## [YOUR INSTRUCTIONS]
Show every line of the data where the word "Constraint" can be found.
------ STORED DATA ------
use ceremony_ports::CoreError;
use thiserror::Error;

#[derive(Debug, Error, Clone, PartialEq, Eq)]
pub enum FinalizerError {
    #[error("{0}")]
    StateMachine(#[from] ceremony_statemachine::StateMachineError),

    #[error("{0}")]
    Verifier(#[from] ceremony_verifier::VerifierError),

    #[error("not every circuit has a valid final contribution yet")]
    CircuitsNotAllFinalized,

    #[error("store error: {0}")]
    Store(CoreError),
}

impl From<FinalizerError> for CoreError {
    fn from(err: FinalizerError) -> Self {
        match err {
            FinalizerError::Store(inner) => inner,
            FinalizerError::Verifier(inner) => inner.into(),
            other => CoreError::PreconditionFailed(other.to_string()),
        }
    }
}
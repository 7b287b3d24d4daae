// services/farm-dash/src/ui/team.rs

use farmkit::theme::{Palette, Rgb, BLUE, GREEN, RED};
use farmkit::types::Role;
use farmkit::views;
use ratatui::{prelude::*, widgets::*};

use super::components::{self, color};
use crate::app::App;

fn role_color(role: Role) -> Rgb {
    match role {
        Role::Admin => RED,
        Role::Agronomist => GREEN,
        Role::Farmer => BLUE,
    }
}

pub fn draw(frame: &mut Frame, area: Rect, app: &App, palette: &Palette) {
    let team = &app.session.dashboard.team;
    let [title, roster] = Layout::vertical([Constraint::Length(3), Constraint::Min(4)]).areas(area);

    components::section_title(
        frame,
        title,
        "Team & User Management",
        "Manage farm users, roles, and access permissions  [A] Add member",
        palette,
    );

    let rows: Vec<Row> = team
        .iter()
        .map(|member| {
            Row::new(vec![
                Cell::from(Span::styled(
                    format!(" {:^4} ", views::initials(&member.name)),
                    Style::default().fg(Color::White).bg(color(role_color(member.role))).bold(),
                )),
                Cell::from(Span::styled(
                    member.name.clone(),
                    Style::default().fg(color(palette.heading)).bold(),
                )),
                Cell::from(Span::styled(
                    member.role.label(),
                    Style::default().fg(color(role_color(member.role))),
                )),
                Cell::from(Span::styled(member.email.clone(), Style::default().fg(color(palette.muted)))),
            ])
            .bottom_margin(1)
        })
        .collect();

    let table = Table::new(
        rows,
        [
            Constraint::Length(7),
            Constraint::Length(24),
            Constraint::Length(12),
            Constraint::Min(10),
        ],
    )
    .column_spacing(2)
    .block(components::card(&format!("Team Members ({})", team.len()), palette));

    frame.render_widget(table, roster);
}
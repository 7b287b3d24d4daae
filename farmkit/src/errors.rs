use std::path::PathBuf;
use thiserror::Error;

#[derive(Error, Debug)]
pub enum FarmError {
    #[error("Configuration error: {0}")]
    ConfigError(String),

    #[error("Export error: could not write {}: {}", .path.display(), .source)]
    ExportError {
        path: PathBuf,
        #[source]
        source: std::io::Error,
    },

    #[error("Serialization error: {0}")]
    SerializationError(String),
}

impl From<config::ConfigError> for FarmError {
    fn from(err: config::ConfigError) -> Self {
        FarmError::ConfigError(err.to_string())
    }
}

impl From<serde_json::Error> for FarmError {
    fn from(err: serde_json::Error) -> Self {
        FarmError::SerializationError(err.to_string())
    }
}

pub type Result<T> = std::result::Result<T, FarmError>;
------
## [EXERCISE OUTPUT]
    let [title, roster] = Layout::vertical([Constraint::Length(3), Constraint::Min(4)]).areas(area);
            Constraint::Length(7),
            Constraint::Length(24),
            Constraint::Length(12),
            Constraint::Min(10),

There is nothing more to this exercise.